### [TASK STATEMENT]
The lines from the start of the data up to and including the one with "and golden-log comparison." should be returned exactly, and nothing else.

### [EXERCISE DATA]
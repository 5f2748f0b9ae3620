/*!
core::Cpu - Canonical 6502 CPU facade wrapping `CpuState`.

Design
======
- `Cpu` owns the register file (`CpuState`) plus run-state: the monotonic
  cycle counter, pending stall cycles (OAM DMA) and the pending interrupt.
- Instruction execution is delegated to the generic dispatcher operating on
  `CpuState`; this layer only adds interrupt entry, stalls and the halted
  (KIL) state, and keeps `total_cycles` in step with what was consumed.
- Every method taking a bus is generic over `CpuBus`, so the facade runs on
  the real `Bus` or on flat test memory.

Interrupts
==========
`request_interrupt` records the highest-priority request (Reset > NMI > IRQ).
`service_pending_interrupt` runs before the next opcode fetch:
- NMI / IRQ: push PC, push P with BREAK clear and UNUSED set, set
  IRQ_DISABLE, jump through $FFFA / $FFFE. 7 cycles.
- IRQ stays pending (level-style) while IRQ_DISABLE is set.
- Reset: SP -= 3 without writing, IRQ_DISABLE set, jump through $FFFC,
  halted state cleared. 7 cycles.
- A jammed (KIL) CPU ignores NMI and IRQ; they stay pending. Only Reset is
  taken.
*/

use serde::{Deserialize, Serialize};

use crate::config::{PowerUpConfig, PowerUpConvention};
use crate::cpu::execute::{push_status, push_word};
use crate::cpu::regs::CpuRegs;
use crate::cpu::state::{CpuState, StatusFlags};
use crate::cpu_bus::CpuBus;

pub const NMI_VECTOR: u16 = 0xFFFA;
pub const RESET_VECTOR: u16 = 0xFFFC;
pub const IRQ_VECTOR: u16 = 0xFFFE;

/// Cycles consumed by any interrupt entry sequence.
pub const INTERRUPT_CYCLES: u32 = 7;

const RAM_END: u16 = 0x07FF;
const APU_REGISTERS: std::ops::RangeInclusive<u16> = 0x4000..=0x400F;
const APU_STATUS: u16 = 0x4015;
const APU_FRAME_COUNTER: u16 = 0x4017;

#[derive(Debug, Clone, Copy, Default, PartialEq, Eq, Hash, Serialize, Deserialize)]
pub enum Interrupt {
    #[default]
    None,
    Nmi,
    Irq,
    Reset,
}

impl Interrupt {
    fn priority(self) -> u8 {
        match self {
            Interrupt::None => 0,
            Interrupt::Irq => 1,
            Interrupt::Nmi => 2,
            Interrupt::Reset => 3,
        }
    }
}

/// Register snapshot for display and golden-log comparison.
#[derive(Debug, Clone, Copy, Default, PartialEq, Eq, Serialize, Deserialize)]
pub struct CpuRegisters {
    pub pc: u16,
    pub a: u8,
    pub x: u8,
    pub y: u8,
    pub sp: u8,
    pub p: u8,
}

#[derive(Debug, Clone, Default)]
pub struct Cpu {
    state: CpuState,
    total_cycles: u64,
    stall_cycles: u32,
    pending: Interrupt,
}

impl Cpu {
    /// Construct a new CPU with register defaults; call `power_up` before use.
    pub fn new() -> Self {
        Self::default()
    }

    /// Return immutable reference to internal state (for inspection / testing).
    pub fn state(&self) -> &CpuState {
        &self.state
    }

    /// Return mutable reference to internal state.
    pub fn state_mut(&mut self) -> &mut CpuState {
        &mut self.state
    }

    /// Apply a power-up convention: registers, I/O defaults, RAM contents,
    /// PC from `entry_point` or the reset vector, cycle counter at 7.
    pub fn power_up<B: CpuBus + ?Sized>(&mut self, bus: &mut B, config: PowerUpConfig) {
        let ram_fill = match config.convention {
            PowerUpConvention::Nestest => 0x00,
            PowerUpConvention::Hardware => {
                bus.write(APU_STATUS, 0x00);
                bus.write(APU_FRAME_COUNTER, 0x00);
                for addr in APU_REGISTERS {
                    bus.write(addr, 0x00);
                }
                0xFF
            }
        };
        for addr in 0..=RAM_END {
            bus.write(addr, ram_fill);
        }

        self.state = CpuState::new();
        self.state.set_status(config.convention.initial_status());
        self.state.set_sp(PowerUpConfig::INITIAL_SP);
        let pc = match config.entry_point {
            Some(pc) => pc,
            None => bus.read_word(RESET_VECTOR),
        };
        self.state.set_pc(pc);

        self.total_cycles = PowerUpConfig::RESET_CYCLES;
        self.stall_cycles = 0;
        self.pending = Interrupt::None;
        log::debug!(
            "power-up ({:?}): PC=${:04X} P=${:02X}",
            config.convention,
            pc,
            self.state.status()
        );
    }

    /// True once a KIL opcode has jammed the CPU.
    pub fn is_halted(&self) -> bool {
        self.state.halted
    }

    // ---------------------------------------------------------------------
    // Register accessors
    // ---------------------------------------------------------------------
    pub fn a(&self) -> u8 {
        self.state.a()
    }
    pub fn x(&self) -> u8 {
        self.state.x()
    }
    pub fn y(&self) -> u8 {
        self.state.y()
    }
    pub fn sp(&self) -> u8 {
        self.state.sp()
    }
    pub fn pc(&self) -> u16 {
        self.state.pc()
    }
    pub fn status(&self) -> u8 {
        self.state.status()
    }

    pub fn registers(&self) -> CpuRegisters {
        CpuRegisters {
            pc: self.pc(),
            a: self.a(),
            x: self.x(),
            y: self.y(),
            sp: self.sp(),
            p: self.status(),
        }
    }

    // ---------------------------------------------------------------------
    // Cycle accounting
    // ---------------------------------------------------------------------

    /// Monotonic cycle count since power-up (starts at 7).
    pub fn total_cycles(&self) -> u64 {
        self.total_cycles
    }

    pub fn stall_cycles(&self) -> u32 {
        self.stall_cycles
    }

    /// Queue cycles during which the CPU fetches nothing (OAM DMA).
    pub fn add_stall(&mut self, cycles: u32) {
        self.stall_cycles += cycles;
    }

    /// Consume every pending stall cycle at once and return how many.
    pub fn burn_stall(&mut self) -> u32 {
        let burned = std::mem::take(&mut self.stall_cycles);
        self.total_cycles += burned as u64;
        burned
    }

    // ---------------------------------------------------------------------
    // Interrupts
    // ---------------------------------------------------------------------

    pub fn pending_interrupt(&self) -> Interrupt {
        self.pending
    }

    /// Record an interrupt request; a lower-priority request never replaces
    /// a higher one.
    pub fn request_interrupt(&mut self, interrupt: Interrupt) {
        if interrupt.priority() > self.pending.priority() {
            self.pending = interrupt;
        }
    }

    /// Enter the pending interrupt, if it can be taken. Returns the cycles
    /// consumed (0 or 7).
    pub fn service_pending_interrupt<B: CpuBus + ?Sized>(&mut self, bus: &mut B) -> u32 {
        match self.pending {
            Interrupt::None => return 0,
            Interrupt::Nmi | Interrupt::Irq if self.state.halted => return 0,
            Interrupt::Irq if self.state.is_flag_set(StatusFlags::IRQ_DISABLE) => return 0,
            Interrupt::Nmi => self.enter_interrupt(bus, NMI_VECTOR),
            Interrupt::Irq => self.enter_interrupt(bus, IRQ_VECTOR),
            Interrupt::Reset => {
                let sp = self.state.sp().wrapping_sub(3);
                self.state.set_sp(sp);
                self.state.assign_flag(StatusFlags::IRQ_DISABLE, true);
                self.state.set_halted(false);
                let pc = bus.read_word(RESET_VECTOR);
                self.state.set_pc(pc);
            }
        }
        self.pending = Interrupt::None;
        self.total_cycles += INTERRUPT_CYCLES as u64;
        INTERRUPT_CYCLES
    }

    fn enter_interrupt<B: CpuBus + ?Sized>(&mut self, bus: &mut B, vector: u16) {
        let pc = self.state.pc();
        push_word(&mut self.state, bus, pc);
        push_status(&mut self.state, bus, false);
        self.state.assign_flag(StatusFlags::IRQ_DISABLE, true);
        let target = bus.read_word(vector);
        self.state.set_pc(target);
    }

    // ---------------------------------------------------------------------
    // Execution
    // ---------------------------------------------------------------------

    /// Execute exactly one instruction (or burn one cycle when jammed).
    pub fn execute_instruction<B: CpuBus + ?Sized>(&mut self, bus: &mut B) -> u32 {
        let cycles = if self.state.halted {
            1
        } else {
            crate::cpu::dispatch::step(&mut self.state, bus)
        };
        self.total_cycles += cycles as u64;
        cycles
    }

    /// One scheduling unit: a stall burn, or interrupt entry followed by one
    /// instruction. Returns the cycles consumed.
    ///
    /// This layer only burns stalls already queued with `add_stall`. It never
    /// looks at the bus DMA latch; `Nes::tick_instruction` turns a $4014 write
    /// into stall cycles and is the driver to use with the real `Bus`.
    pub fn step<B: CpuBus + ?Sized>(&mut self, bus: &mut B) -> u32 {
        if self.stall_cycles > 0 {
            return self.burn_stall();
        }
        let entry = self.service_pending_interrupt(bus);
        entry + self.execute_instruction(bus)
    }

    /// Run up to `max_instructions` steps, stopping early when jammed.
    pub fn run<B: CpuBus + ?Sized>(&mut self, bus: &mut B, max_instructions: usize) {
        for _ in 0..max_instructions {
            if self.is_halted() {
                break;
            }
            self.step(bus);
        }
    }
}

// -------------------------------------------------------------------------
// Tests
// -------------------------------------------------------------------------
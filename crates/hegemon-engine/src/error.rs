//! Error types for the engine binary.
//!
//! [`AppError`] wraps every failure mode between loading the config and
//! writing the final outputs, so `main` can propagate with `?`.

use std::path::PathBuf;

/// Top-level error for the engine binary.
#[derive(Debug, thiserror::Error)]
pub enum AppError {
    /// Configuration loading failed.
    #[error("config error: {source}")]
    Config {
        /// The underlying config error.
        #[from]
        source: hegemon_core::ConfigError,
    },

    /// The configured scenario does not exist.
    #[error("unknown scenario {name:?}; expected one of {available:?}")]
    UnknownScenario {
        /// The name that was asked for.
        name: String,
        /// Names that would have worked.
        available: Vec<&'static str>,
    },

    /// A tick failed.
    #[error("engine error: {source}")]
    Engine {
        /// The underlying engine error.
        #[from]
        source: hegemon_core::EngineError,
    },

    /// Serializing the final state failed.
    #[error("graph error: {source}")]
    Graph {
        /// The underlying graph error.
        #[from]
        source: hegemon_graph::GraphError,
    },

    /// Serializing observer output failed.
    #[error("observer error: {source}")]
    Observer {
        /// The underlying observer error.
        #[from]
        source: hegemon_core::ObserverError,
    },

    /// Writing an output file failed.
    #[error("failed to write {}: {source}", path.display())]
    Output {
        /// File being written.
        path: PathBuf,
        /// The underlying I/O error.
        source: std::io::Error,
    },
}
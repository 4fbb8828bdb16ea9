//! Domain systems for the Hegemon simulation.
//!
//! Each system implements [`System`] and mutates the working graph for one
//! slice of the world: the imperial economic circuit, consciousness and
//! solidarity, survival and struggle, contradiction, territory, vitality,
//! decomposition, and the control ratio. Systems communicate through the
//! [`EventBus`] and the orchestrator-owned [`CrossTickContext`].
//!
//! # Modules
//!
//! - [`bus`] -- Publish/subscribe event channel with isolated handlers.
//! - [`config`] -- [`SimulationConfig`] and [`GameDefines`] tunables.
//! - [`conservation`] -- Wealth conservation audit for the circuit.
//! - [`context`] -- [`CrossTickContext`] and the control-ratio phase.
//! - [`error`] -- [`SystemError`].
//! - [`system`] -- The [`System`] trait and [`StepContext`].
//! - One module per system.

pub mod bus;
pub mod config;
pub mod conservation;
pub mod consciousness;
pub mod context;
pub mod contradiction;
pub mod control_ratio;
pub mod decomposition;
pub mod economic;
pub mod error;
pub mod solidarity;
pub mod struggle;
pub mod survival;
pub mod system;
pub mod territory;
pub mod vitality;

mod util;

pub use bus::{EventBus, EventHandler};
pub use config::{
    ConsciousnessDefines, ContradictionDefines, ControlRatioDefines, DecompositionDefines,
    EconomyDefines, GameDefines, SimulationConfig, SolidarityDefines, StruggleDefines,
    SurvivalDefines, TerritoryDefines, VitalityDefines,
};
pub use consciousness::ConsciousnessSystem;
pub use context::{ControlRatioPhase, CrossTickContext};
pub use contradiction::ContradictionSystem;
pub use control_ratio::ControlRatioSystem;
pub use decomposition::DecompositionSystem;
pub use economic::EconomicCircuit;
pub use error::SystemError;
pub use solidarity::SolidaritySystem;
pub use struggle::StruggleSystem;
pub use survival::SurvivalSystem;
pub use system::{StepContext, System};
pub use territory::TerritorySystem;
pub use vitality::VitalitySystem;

### [SOLUTION]
repository 5f2748f0b9ae3620
/*!
core::Cpu - Canonical 6502 CPU facade wrapping `CpuState`.

Design
======
- `Cpu` owns the register file (`CpuState`) plus run-state: the monotonic
  cycle counter, pending stall cycles (OAM DMA) and the pending interrupt.
- Instruction execution is delegated to the generic dispatcher operating on
  `CpuState`; this layer only adds interrupt entry, stalls and the halted
  (KIL) state, and keeps `total_cycles` in step with what was consumed.
- Every method taking a bus is generic over `CpuBus`, so the facade runs on
  the real `Bus` or on flat test memory.

Interrupts
==========
`request_interrupt` records the highest-priority request (Reset > NMI > IRQ).
`service_pending_interrupt` runs before the next opcode fetch:
- NMI / IRQ: push PC, push P with BREAK clear and UNUSED set, set
  IRQ_DISABLE, jump through $FFFA / $FFFE. 7 cycles.
- IRQ stays pending (level-style) while IRQ_DISABLE is set.
- Reset: SP -= 3 without writing, IRQ_DISABLE set, jump through $FFFC,
  halted state cleared. 7 cycles.
- A jammed (KIL) CPU ignores NMI and IRQ; they stay pending. Only Reset is
  taken.
*/

use serde::{Deserialize, Serialize};

use crate::config::{PowerUpConfig, PowerUpConvention};
use crate::cpu::execute::{push_status, push_word};
use crate::cpu::regs::CpuRegs;
use crate::cpu::state::{CpuState, StatusFlags};
use crate::cpu_bus::CpuBus;

pub const NMI_VECTOR: u16 = 0xFFFA;
pub const RESET_VECTOR: u16 = 0xFFFC;
pub const IRQ_VECTOR: u16 = 0xFFFE;

/// Cycles consumed by any interrupt entry sequence.
pub const INTERRUPT_CYCLES: u32 = 7;

const RAM_END: u16 = 0x07FF;
const APU_REGISTERS: std::ops::RangeInclusive<u16> = 0x4000..=0x400F;
const APU_STATUS: u16 = 0x4015;
const APU_FRAME_COUNTER: u16 = 0x4017;

#[derive(Debug, Clone, Copy, Default, PartialEq, Eq, Hash, Serialize, Deserialize)]
pub enum Interrupt {
    #[default]
    None,
    Nmi,
    Irq,
    Reset,
}

impl Interrupt {
    fn priority(self) -> u8 {
        match self {
            Interrupt::None => 0,
            Interrupt::Irq => 1,
            Interrupt::Nmi => 2,
            Interrupt::Reset => 3,
        }
    }
}

/// Register snapshot for display and golden-log comparison.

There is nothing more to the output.